Counselee

“Without Lizabeth’s work through MMI, I don’t believe I would still be alive today. Having a history of depression and after a painful divorce and losing custody of my children, I felt like my life was over. I had no purpose or value. Planning suicide, the unforgivable sin, by starving myself, my family had me hospitalized. Afterwards, when unable to work due to a disabling disease, and seeing psychiatrists, psychologists, secular counselors, support groups, inpatient treatments and, after many antidepressants nothing touched my problems, I resorted to isolating myself again except when with my children. Lizabeth has been counseling me for over a year now for depression, anxiety, and panic attacks as well.

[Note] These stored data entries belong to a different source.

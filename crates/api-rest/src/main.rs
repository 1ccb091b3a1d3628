//! Standalone REST API server binary.
//!
//! ## Purpose
//! Runs the clinic vitals REST API on its own, with OpenAPI/Swagger UI.
//!
//! ## Intended use
//! Useful for development against a local or bootcamp openEHR server. The workspace's main
//! `clinic-run` binary serves the same router.

use std::sync::Arc;
use tracing_subscriber::{layer::SubscriberExt, util::SubscriberInitExt};

use clinic_core::config::config_from_lookup;
use clinic_core::VitalsService;

/// Main entry point for the clinic REST API server
///
/// # Environment Variables
/// - `CLINIC_REST_ADDR`: Server address (default: "0.0.0.0:3000")
/// - `OPENEHR_BASE_URL`, `VITALS_TEMPLATE_ID`, `OPENEHR_TIMEOUT_SECS`, `OPENEHR_USERNAME`,
///   `OPENEHR_PASSWORD`, `VITALS_CACHE_READS`, `VITALS_QUERY_SHAPE`, `CLINIC_TEMPLATE_DIR` and
///   the `CLINIC_*` composition defaults, all read once here
///
/// # Errors
/// Returns an error if:
/// - the logging/tracing configuration cannot be initialised,
/// - the configuration is invalid or the local template directory cannot be read,
/// - the server address cannot be bound, or
/// - the HTTP server fails while running.
#[tokio::main]
async fn main() -> anyhow::Result<()> {
    dotenvy::dotenv().ok();

    tracing_subscriber::registry()
        .with(
            tracing_subscriber::EnvFilter::from_default_env()
                .add_directive("api_rest=info".parse()?)
                .add_directive("clinic_core=info".parse()?),
        )
        .with(tracing_subscriber::fmt::layer())
        .init();

    let addr = std::env::var("CLINIC_REST_ADDR").unwrap_or_else(|_| "0.0.0.0:3000".into());

    let cfg = Arc::new(config_from_lookup(|name| std::env::var(name).ok())?);
    tracing::info!(
        base_url = %cfg.base_url(),
        template_id = %cfg.template_id(),
        "-- Starting clinic REST API on {}",
        addr
    );

    let app = api_rest::router(VitalsService::new(cfg)?);

    let listener = tokio::net::TcpListener::bind(&addr).await?;
    axum::serve(listener, app).await?;

    Ok(())
}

I was raised as a Christian, but I had lost my way in life. She has been helping me understand how my anger at God, myself and others has deeply affected me, how I had made my mother and my children the idols in my life, the things I lived for instead of my personal relationship with Christ. Learning how to pray, how to receive forgiveness from God for myself and to forgive others, as well as learning to make God the person I live for and find my identity in, has changed my life. I am still a work in progress and meet with Lizabeth weekly. Although I still have my dark days, I have a renewed faith, knowing God is with me always and I now see my purpose clearer and the important job of letting my children and others see God’s work in me.”